CI/CD and Releases#

CI/CD stands for continuous integration/continuous development. It is a practice that is meant to allow code to be release as frequently as possible. The continuous integration encourages code to be frequently merged into main and continuous deployment encourages stable builds to be made frequently. Currently, the deployment process for WISER is run manually, but we are looking into running it nightly or more frequently.

Continuous Integration#

In WISER we will be practicing continuous integration. Read this to learn more. That article has a lot of useful information on branching strategies if you want to read more.

WISER currently has two main github actions to increase code quality: linting/formatting and development tests. We use ruff to do our linting and formatting because it is fast. For testing, we use pytest. Read on for more information on how the these are set up.

Linting / Formatting#

As previously said, we use ruff to do linting and formatting. We control the rules for this in pyproject.toml. You will see that there are a few rules that we ignore for linting. Read the comments in this PR for more information.

Linting can be done with the command ruff check .. If there are any safe fixes that can be done do ruff check --fix .. You should not do ruff check --fix --unsafe-fixes . unless you are very confident.

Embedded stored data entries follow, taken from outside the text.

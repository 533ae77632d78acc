//! Chunked concurrent execution with inter-batch pacing
//!
//! Items are split into contiguous chunks. Every member of a chunk runs
//! concurrently and the whole chunk settles before the next one starts.
//! Results come back in input order; per-item failures are the operation's
//! business and must be encoded in its output type.

use futures::future::join_all;
use serde::Serialize;
use std::future::Future;
use std::time::Duration;
use tokio::time::sleep;
use tracing::debug;

/// Chunk size and pacing for a batch run
#[derive(Debug, Clone)]
pub struct BatchConfig {
    /// Items run concurrently per chunk
    pub batch_size: usize,
    /// Pause between chunks, never after the last one
    pub inter_batch_delay: Duration,
}

impl Default for BatchConfig {
    fn default() -> Self {
        Self::light()
    }
}

impl BatchConfig {
    /// For cheap read-only endpoints
    pub fn light() -> Self {
        Self {
            batch_size: 10,
            inter_batch_delay: Duration::from_secs(1),
        }
    }

    /// For endpoints with a heavy per-call cost
    pub fn heavy() -> Self {
        Self {
            batch_size: 3,
            inter_batch_delay: Duration::from_secs(1),
        }
    }
}

/// Progress reported after each chunk settles
#[derive(Debug, Clone, Copy, PartialEq, Eq, Serialize)]
pub struct BatchProgress {
    pub completed: usize,
    pub total: usize,
    /// 1-based index of the chunk that just finished
    pub batch: usize,
    pub batches: usize,
}

impl BatchProgress {
    pub fn percent(&self) -> f64 {
        if self.total == 0 {
            return 100.0;
        }
        self.completed as f64 / self.total as f64 * 100.0
    }
}

/// Drives a per-item operation over a collection in paced chunks
#[derive(Debug, Clone, Default)]
pub struct BatchOrchestrator {
    config: BatchConfig,
}

impl BatchOrchestrator {
    pub fn new(config: BatchConfig) -> Self {
        Self { config }
    }

    pub fn config(&self) -> &BatchConfig {
        &self.config
    }

    /// Run `op` over `items`, logging progress after each chunk
    pub async fn run<I, T, F, Fut>(&self, items: Vec<I>, op: F) -> Vec<T>
    where
        F: Fn(I) -> Fut,
        Fut: Future<Output = T>,
    {
        self.run_with_progress(items, op, |progress| {
            debug!(
                completed = progress.completed,
                total = progress.total,
                batch = progress.batch,
                batches = progress.batches,
                "Batch completed"
            );
        })
        .await
    }

    /// Run `op` over `items`, calling `on_progress` after each chunk
    pub async fn run_with_progress<I, T, F, Fut, P>(
        &self,
        items: Vec<I>,
        op: F,
        mut on_progress: P,
    ) -> Vec<T>
    where
        F: Fn(I) -> Fut,
        Fut: Future<Output = T>,
        P: FnMut(BatchProgress),
    {
        let total = items.len();
        let batch_size = self.config.batch_size.max(1);
        let batches = total.div_ceil(batch_size);

        let mut results = Vec::with_capacity(total);
        let mut remaining = items.into_iter().peekable();
        let mut batch = 0;

        while remaining.peek().is_some() {
            let chunk: Vec<I> = remaining.by_ref().take(batch_size).collect();

            // join_all yields outputs positionally, not in completion order
            let outputs = join_all(chunk.into_iter().map(&op)).await;
            results.extend(outputs);
            batch += 1;

            on_progress(BatchProgress {
                completed: results.len(),
                total,
                batch,
                batches,
            });

            if remaining.peek().is_some() {
                sleep(self.config.inter_batch_delay).await;
            }
        }

        results
    }
}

Formatting can be done with ruff format. Note that the command ruff format will change files in order to make the formatting changes. If you do not want to do this and you just want to check to see if things are formatted correctly, do ruff format --check.

There is a pre-commit hook to perform the linting and formatting. However, you have to install it the pre-commit first. Pre-commit hooks that are defined in .pre-commit-config are automatically installed if you run the command make install-dev-env in the etc/ folder. You can also run the commands pre-commit clean then pre-commit install while you’re in the dev environment.

The linting / formatting is also done on push and pull-request to main and release branches rel/**.

Dev Testing#

Testing is only done on push and pull-request to main and release branches rel/**. We use micromamba to make the conda environment to run our tests. Micromamba is great because it is fast to make the environment and can be quickly pulled from cache. The cache is made from the file etc/dev-conda-lock.yml and will update when this file is changed. The tests use the cache and also update the cache, so there are two rules that update the micromamba environment cache. When running tests, we simply cd into src/tests and run the command pytest -s ..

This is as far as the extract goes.